Transplantation rescues rnaset2 mutant swimming behavior and survival. (A) Live tracking of larval swimming behavior reveals that transplanted rnaset2 mutants swim greater distances than nontransplanted controls. Kruskal–Wallis test with Dunn’s multiple comparisons. Three biological replicates, n = 52 to 60. (B) Representative traces of free-swimming behavior of zebrafish larvae. The green line represents slow movements (3.0 to 6.6 mm/s), red line represents fast movements (>6.6 mm/s). (C) Tracking of 4 wpf juvenile behavior reveals that transplantation restores rnaset2 swimming behavior to WT levels.
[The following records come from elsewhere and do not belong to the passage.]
//! Native backend client (reqwest)

use std::time::Duration;

use async_trait::async_trait;
use reqwest::{Client, RequestBuilder};

use crate::config::WidgetConfig;
use crate::shared::constants::{WIDGET_KEY_HEADER, routes};
use crate::shared::errors::{AppError, Result};
use crate::shared::logging;

use super::types::{
    EndSessionRequest, HistoryResponse, SendMessageRequest, SendMessageResponse, decode_body,
    decode_confirmation,
};
use super::{ApiError, ConversationApi, EndConfirmation, ErrorClassifier, HistoryPage, SendReply, WidgetServerConfig};

#[derive(Debug, Clone)]
pub struct HttpConversationClient {
    client: Client,
    base_url: String,
    widget_key: Option<String>,
    classifier: ErrorClassifier,
}

impl HttpConversationClient {
    pub fn new(config: &WidgetConfig) -> Result<Self> {
        let classifier = config.validate()?;

        let client = Client::builder()
            .timeout(Duration::from_secs(config.request_timeout_secs))
            .build()
            .map_err(|e| AppError::ConfigError(format!("Failed to build HTTP client: {}", e)))?;

        Ok(Self {
            client,
            base_url: config.base_url().to_string(),
            widget_key: config.widget_key.clone(),
            classifier,
        })
    }

    fn url(&self, route: &str) -> String {
        format!("{}{}", self.base_url, route)
    }

    fn with_key(&self, request: RequestBuilder) -> RequestBuilder {
        match &self.widget_key {
            Some(key) => request.header(WIDGET_KEY_HEADER, key),
            None => request,
        }
    }

    /// Send the request and return the status and body of a 2xx response
    async fn execute(
        &self,
        request: RequestBuilder,
        endpoint: &str,
        session_id: &str,
    ) -> std::result::Result<(u16, String), ApiError> {
        logging::log_remote_call_start(endpoint, session_id);

        let response = match self.with_key(request).send().await {
            Ok(response) => response,
            Err(e) => {
                logging::log_remote_call_error(endpoint, session_id, &e.to_string());
                return Err(ApiError::transport(e.to_string()));
            }
        };

        let status = response.status();
        // A body that cannot be read after the status arrived is a transport failure
        let body = response.text().await.map_err(|e| {
            logging::log_remote_call_error(endpoint, session_id, &e.to_string());
            ApiError::transport(e.to_string())
        })?;

        if !status.is_success() {
            let error = self.classifier.classify(status.as_u16(), &body);
            logging::log_remote_call_error(endpoint, session_id, &error.to_string());
            return Err(error);
        }

        Ok((status.as_u16(), body))
    }
}

#[async_trait]
impl ConversationApi for HttpConversationClient {
    async fn send_message(&self, session_id: &str, text: &str) -> std::result::Result<SendReply, ApiError> {
        let request = self.client.post(self.url(routes::SEND_MESSAGE)).json(&SendMessageRequest {
            session_id: session_id.to_string(),
            message: text.to_string(),
        });

        let (status, body) = self.execute(request, routes::SEND_MESSAGE, session_id).await?;
        decode_body::<SendMessageResponse>(status, &body).map(SendReply::from)
    }

    async fn fetch_history(&self, session_id: &str) -> std::result::Result<HistoryPage, ApiError> {
        let url = format!(
            "{}/{}",
            self.url(routes::HISTORY),
            urlencoding::encode(session_id)
        );

        let (status, body) = self.execute(self.client.get(url), routes::HISTORY, session_id).await?;
        decode_body::<HistoryResponse>(status, &body).map(HistoryPage::from)
    }

    async fn end_session(&self, session_id: &str) -> std::result::Result<EndConfirmation, ApiError> {
        let request = self.client.post(self.url(routes::END_SESSION)).json(&EndSessionRequest {
            session_id: session_id.to_string(),
        });

        let (_, body) = self.execute(request, routes::END_SESSION, session_id).await?;
        Ok(decode_confirmation(&body))
    }

    async fn fetch_config(&self) -> std::result::Result<WidgetServerConfig, ApiError> {
        let (status, body) = self
            .execute(self.client.get(self.url(routes::CONFIG)), routes::CONFIG, "")
            .await?;
        decode_body(status, &body)
    }
}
Kruskal–Wallis test with Dunn’s multiple comparisons, n = 11 to 31. (D) Swimming behavior was comparable between rnaset2 microglia-depleted transplanted animals that had persistent engraftment of transplanted cells and those which did not. Mann–Whitney U test, n = 12 to 19. (E and F) Percentage survival of transplanted rnaset2 mutants is greater than microglia-depleted sham controls at 4 wpf. Pairwise comparisons and corresponding P values shown in F, bold indicates significance. Log rank Mantel–Cox test with Bonferroni’s multiple comparison correction (Bonferroni-corrected threshold: P < 0.00833; family-wise significance threshold: P < 0.05). Three biological replicates, n = 60 to 86.